What to work on:
This exercise calls for an exact transcription. Set down every record below.

[Records to use — start]

//! Domain error types
//!
//! The error taxonomy of a report run. Every adapter converts its third-party
//! failures into one of these variants at the boundary, so callers never see
//! driver, spreadsheet or SMTP library types.

use thiserror::Error;

/// Main error type
///
/// Each variant aborts only the current report run. `Configuration` is the one
/// kind that is fatal to the process, and only at startup.
#[derive(Debug, Error)]
pub enum AttendanceError {
    /// Invalid or incomplete configuration
    #[error("Configuration error: {0}")]
    Configuration(String),

    /// Attendance store unreachable or credentials rejected
    #[error("Connection error: {0}")]
    Connection(String),

    /// Attendance query could not be executed or decoded
    #[error("Query error: {0}")]
    Query(String),

    /// Report file could not be created or written
    #[error("Artifact write error: {0}")]
    ArtifactWrite(String),

    /// Mail authentication, connection or send failure
    #[error("Delivery error: {0}")]
    Delivery(String),

    /// I/O errors outside of artifact generation
    #[error("I/O error: {0}")]
    Io(String),
}

impl AttendanceError {
    /// Short stable name of the error kind, used as a structured log field
    pub fn kind(&self) -> &'static str {
        match self {
            AttendanceError::Configuration(_) => "configuration",
            AttendanceError::Connection(_) => "connection",
            AttendanceError::Query(_) => "query",
            AttendanceError::ArtifactWrite(_) => "artifact_write",
            AttendanceError::Delivery(_) => "delivery",
            AttendanceError::Io(_) => "io",
        }
    }
}

impl From<std::io::Error> for AttendanceError {
    fn from(err: std::io::Error) -> Self {
        AttendanceError::Io(err.to_string())
    }
}

impl From<toml::de::Error> for AttendanceError {
    fn from(err: toml::de::Error) -> Self {
        AttendanceError::Configuration(format!("TOML parse error: {err}"))
    }
}

impl From<rust_xlsxwriter::XlsxError> for AttendanceError {
    fn from(err: rust_xlsxwriter::XlsxError) -> Self {
        AttendanceError::ArtifactWrite(err.to_string())
    }
}
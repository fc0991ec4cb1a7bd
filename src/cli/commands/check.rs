//! Check command implementation
//!
//! Diagnostic entry point for automated health checks: prints one line per
//! check and exits non-zero if any failed. Needs no mail credentials.

use super::{EXIT_CONFIG, EXIT_FAILED, EXIT_OK};
use crate::adapters::attendance::PostgresAttendanceSource;
use crate::config::ReportSystemConfig;
use crate::core::diagnostics::run_diagnostics;
use crate::core::report::ReportBuilder;
use crate::domain::ReportDate;
use chrono::NaiveDate;
use clap::Args;

/// Arguments for the check command
#[derive(Args, Debug, Clone)]
pub struct CheckArgs {
    /// Date to query (YYYY-MM-DD), today if omitted
    #[arg(long, value_name = "YYYY-MM-DD")]
    pub date: Option<NaiveDate>,
}

impl CheckArgs {
    /// Execute the check command
    pub async fn execute(&self, config: &ReportSystemConfig) -> anyhow::Result<i32> {
        let source = match PostgresAttendanceSource::new(&config.database) {
            Ok(source) => source,
            Err(e) => {
                eprintln!("❌ {e}");
                return Ok(EXIT_CONFIG);
            }
        };
        let builder = ReportBuilder::from_config(&config.report);

        let report = run_diagnostics(&source, &builder, ReportDate::or_today(self.date)).await;
        print!("{}", report.render());

        Ok(if report.all_passed() {
            EXIT_OK
        } else {
            EXIT_FAILED
        })
    }
}
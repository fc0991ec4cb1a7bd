//! Domain models and types.
//!
//! # Overview
//!
//! The domain layer provides:
//! - **Records** ([`AttendanceRecord`], keyed by [`EmployeeCode`])
//! - **Target date** ([`ReportDate`])
//! - **Error taxonomy** ([`AttendanceError`])
//! - **Result type alias** ([`Result`])
//!
//! # Error Handling
//!
//! All fallible operations return [`Result<T, AttendanceError>`]:
//!
//! ```rust
//! use attendance_report::domain::{AttendanceError, Result};
//!
//! fn example() -> Result<()> {
//!     Err(AttendanceError::Delivery("535 5.7.8 credentials rejected".to_string()))
//! }
//! ```

pub mod date;
pub mod errors;
pub mod record;
pub mod result;

pub use date::ReportDate;
pub use errors::AttendanceError;
pub use record::{collapse_to_first_in, AttendanceRecord, EmployeeCode, TIMESTAMP_FORMAT};
pub use result::Result;
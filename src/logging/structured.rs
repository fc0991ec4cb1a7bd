//! Structured logging setup using tracing
//!
//! Console output is always on. When `logging.local_enabled` is set, a second
//! layer writes JSON lines to `<local_path>/attendance-report.log.<period>`
//! through a non-blocking rolling appender.

use crate::config::LoggingConfig;
use crate::domain::{AttendanceError, Result};
use tracing::Level;
use tracing_appender::non_blocking::WorkerGuard;
use tracing_appender::rolling::{RollingFileAppender, Rotation};
use tracing_subscriber::layer::SubscriberExt;
use tracing_subscriber::util::SubscriberInitExt;
use tracing_subscriber::{EnvFilter, Layer};

const LOG_FILE_PREFIX: &str = "attendance-report.log";

/// Guard that must be kept alive for the duration of the program
/// to ensure buffered file logs are flushed
pub struct LoggingGuard {
    _file_guard: Option<WorkerGuard>,
}

/// Initialize the logging system
///
/// # Arguments
///
/// * `log_level_str` - trace, debug, info, warn or error
/// * `config` - Logging configuration
///
/// # Errors
///
/// Returns a configuration error for an unknown level, an unusable log
/// directory, or when a global subscriber is already installed.
pub fn init_logging(log_level_str: &str, config: &LoggingConfig) -> Result<LoggingGuard> {
    let log_level = parse_log_level(log_level_str)?;

    let env_filter = EnvFilter::try_from_default_env().unwrap_or_else(|_| {
        EnvFilter::new(format!("attendance_report={}", log_level).to_lowercase())
    });

    let mut layers = Vec::new();

    let console_layer = tracing_subscriber::fmt::layer()
        .with_target(true)
        .with_filter(env_filter.clone());
    layers.push(console_layer.boxed());

    let file_guard = if config.local_enabled {
        std::fs::create_dir_all(&config.local_path).map_err(|e| {
            AttendanceError::Configuration(format!(
                "Failed to create log directory {}: {}",
                config.local_path, e
            ))
        })?;

        let file_appender = RollingFileAppender::new(
            rotation_for(&config.local_rotation),
            &config.local_path,
            LOG_FILE_PREFIX,
        );
        let (non_blocking, guard) = tracing_appender::non_blocking(file_appender);

        let file_layer = tracing_subscriber::fmt::layer()
            .json()
            .with_target(true)
            .with_thread_ids(true)
            .with_writer(non_blocking)
            .with_filter(env_filter);

        layers.push(file_layer.boxed());
        Some(guard)
    } else {
        None
    };

    tracing_subscriber::registry()
        .with(layers)
        .try_init()
        .map_err(|e| {
            AttendanceError::Configuration(format!("Failed to install log subscriber: {e}"))
        })?;

    tracing::info!(
        level = %log_level,
        local_enabled = config.local_enabled,
        local_path = %config.local_path,
        "Logging initialized"
    );

    Ok(LoggingGuard {
        _file_guard: file_guard,
    })
}

fn rotation_for(setting: &str) -> Rotation {
    match setting {
        "hourly" => Rotation::HOURLY,
        _ => Rotation::DAILY,
    }
}

/// Parse log level from string
///
/// # Errors
///
/// Returns a configuration error naming the accepted levels
pub fn parse_log_level(level_str: &str) -> Result<Level> {
    match level_str.to_lowercase().as_str() {
        "trace" => Ok(Level::TRACE),
        "debug" => Ok(Level::DEBUG),
        "info" => Ok(Level::INFO),
        "warn" => Ok(Level::WARN),
        "error" => Ok(Level::ERROR),
        _ => Err(AttendanceError::Configuration(format!(
            "Invalid log level: {}. Must be one of: trace, debug, info, warn, error",
            level_str
        ))),
    }
}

[Records to use — finish]

The completed task:
//! Domain error types
//!
//! The error taxonomy of a report run. Every adapter converts its third-party
//! failures into one of these variants at the boundary, so callers never see
//! driver, spreadsheet or SMTP library types.

use thiserror::Error;

/// Main error type
///
/// Each variant aborts only the current report run. `Configuration` is the one
/// kind that is fatal to the process, and only at startup.
#[derive(Debug, Error)]
pub enum AttendanceError {
    /// Invalid or incomplete configuration
    #[error("Configuration error: {0}")]
    Configuration(String),

    /// Attendance store unreachable or credentials rejected
    #[error("Connection error: {0}")]
    Connection(String),

    /// Attendance query could not be executed or decoded
    #[error("Query error: {0}")]
    Query(String),

    /// Report file could not be created or written
    #[error("Artifact write error: {0}")]
    ArtifactWrite(String),

    /// Mail authentication, connection or send failure
    #[error("Delivery error: {0}")]
    Delivery(String),

    /// I/O errors outside of artifact generation
    #[error("I/O error: {0}")]
    Io(String),
}

impl AttendanceError {
    /// Short stable name of the error kind, used as a structured log field
    pub fn kind(&self) -> &'static str {
        match self {
            AttendanceError::Configuration(_) => "configuration",
            AttendanceError::Connection(_) => "connection",
            AttendanceError::Query(_) => "query",
            AttendanceError::ArtifactWrite(_) => "artifact_write",
            AttendanceError::Delivery(_) => "delivery",
            AttendanceError::Io(_) => "io",
        }
    }
}

impl From<std::io::Error> for AttendanceError {
    fn from(err: std::io::Error) -> Self {
        AttendanceError::Io(err.to_string())
    }
}

impl From<toml::de::Error> for AttendanceError {
    fn from(err: toml::de::Error) -> Self {
        AttendanceError::Configuration(format!("TOML parse error: {err}"))
    }
}

impl From<rust_xlsxwriter::XlsxError> for AttendanceError {
    fn from(err: rust_xlsxwriter::XlsxError) -> Self {
        AttendanceError::ArtifactWrite(err.to_string())
    }
}
repository fc0991ec4cb1a7bd
filename src/cli/commands/check.rs
//! Check command implementation
//!
//! Diagnostic entry point for automated health checks: prints one line per
//! check and exits non-zero if any failed. Needs no mail credentials.

use super::{EXIT_CONFIG, EXIT_FAILED, EXIT_OK};
use crate::adapters::attendance::PostgresAttendanceSource;
use crate::config::ReportSystemConfig;
use crate::core::diagnostics::run_diagnostics;
use crate::core::report::ReportBuilder;
use crate::domain::ReportDate;
use chrono::NaiveDate;
use clap::Args;

/// Arguments for the check command
#[derive(Args, Debug, Clone)]
pub struct CheckArgs {
    /// Date to query (YYYY-MM-DD), today if omitted
    #[arg(long, value_name = "YYYY-MM-DD")]
    pub date: Option<NaiveDate>,
}

impl CheckArgs {
    /// Execute the check command
    pub async fn execute(&self, config: &ReportSystemConfig) -> anyhow::Result<i32> {
        let source = match PostgresAttendanceSource::new(&config.database) {
            Ok(source) => source,
            Err(e) => {
                eprintln!("❌ {e}");
                return Ok(EXIT_CONFIG);
            }
        };
        let builder = ReportBuilder::from_config(&config.report);

        let report = run_diagnostics(&source, &builder, ReportDate::or_today(self.date)).await;
        print!("{}", report.render());

        Ok(if report.all_passed() {
            EXIT_OK
        } else {
            EXIT_FAILED
        })
    }
}
repository fc0991ec4cb1a7bd
//! Domain models and types.
//!
//! # Overview
//!
//! The domain layer provides:
//! - **Records** ([`AttendanceRecord`], keyed by [`EmployeeCode`])
//! - **Target date** ([`ReportDate`])
//! - **Error taxonomy** ([`AttendanceError`])
//! - **Result type alias** ([`Result`])
//!
//! # Error Handling
//!
//! All fallible operations return [`Result<T, AttendanceError>`]:
//!
//! ```rust
//! use attendance_report::domain::{AttendanceError, Result};
//!
//! fn example() -> Result<()> {
//!     Err(AttendanceError::Delivery("535 5.7.8 credentials rejected".to_string()))
//! }
//! ```

pub mod date;
pub mod errors;
pub mod record;
pub mod result;

pub use date::ReportDate;
pub use errors::AttendanceError;
pub use record::{collapse_to_first_in, AttendanceRecord, EmployeeCode, TIMESTAMP_FORMAT};
pub use result::Result;
filename src/logging/structured.rs
repository fc0991ec4cb1a7bd
//! Structured logging setup using tracing
//!
//! Console output is always on. When `logging.local_enabled` is set, a second
//! layer writes JSON lines to `<local_path>/attendance-report.log.<period>`
//! through a non-blocking rolling appender.

use crate::config::LoggingConfig;
use crate::domain::{AttendanceError, Result};
use tracing::Level;
use tracing_appender::non_blocking::WorkerGuard;
use tracing_appender::rolling::{RollingFileAppender, Rotation};
use tracing_subscriber::layer::SubscriberExt;
use tracing_subscriber::util::SubscriberInitExt;
use tracing_subscriber::{EnvFilter, Layer};

const LOG_FILE_PREFIX: &str = "attendance-report.log";

/// Guard that must be kept alive for the duration of the program
/// to ensure buffered file logs are flushed
pub struct LoggingGuard {
    _file_guard: Option<WorkerGuard>,
}

/// Initialize the logging system
///
/// # Arguments
///
/// * `log_level_str` - trace, debug, info, warn or error
/// * `config` - Logging configuration
///
/// # Errors
///
/// Returns a configuration error for an unknown level, an unusable log
/// directory, or when a global subscriber is already installed.
pub fn init_logging(log_level_str: &str, config: &LoggingConfig) -> Result<LoggingGuard> {
    let log_level = parse_log_level(log_level_str)?;

    let env_filter = EnvFilter::try_from_default_env().unwrap_or_else(|_| {
        EnvFilter::new(format!("attendance_report={}", log_level).to_lowercase())
    });

    let mut layers = Vec::new();

    let console_layer = tracing_subscriber::fmt::layer()
        .with_target(true)
        .with_filter(env_filter.clone());
    layers.push(console_layer.boxed());

    let file_guard = if config.local_enabled {
        std::fs::create_dir_all(&config.local_path).map_err(|e| {
            AttendanceError::Configuration(format!(
                "Failed to create log directory {}: {}",
                config.local_path, e
            ))
        })?;

        let file_appender = RollingFileAppender::new(
            rotation_for(&config.local_rotation),
            &config.local_path,
            LOG_FILE_PREFIX,
        );
        let (non_blocking, guard) = tracing_appender::non_blocking(file_appender);

        let file_layer = tracing_subscriber::fmt::layer()
            .json()
            .with_target(true)
            .with_thread_ids(true)
            .with_writer(non_blocking)
            .with_filter(env_filter);

        layers.push(file_layer.boxed());
        Some(guard)
    } else {
        None
    };

    tracing_subscriber::registry()
        .with(layers)
        .try_init()
        .map_err(|e| {
            AttendanceError::Configuration(format!("Failed to install log subscriber: {e}"))
        })?;

    tracing::info!(
        level = %log_level,
        local_enabled = config.local_enabled,
        local_path = %config.local_path,
        "Logging initialized"
    );

    Ok(LoggingGuard {
        _file_guard: file_guard,
    })
}

fn rotation_for(setting: &str) -> Rotation {
    match setting {
        "hourly" => Rotation::HOURLY,
        _ => Rotation::DAILY,
    }
}

/// Parse log level from string
///
/// # Errors
///
/// Returns a configuration error naming the accepted levels
pub fn parse_log_level(level_str: &str) -> Result<Level> {
    match level_str.to_lowercase().as_str() {
        "trace" => Ok(Level::TRACE),
        "debug" => Ok(Level::DEBUG),
        "info" => Ok(Level::INFO),
        "warn" => Ok(Level::WARN),
        "error" => Ok(Level::ERROR),
        _ => Err(AttendanceError::Configuration(format!(
            "Invalid log level: {}. Must be one of: trace, debug, info, warn, error",
            level_str
        ))),
    }
}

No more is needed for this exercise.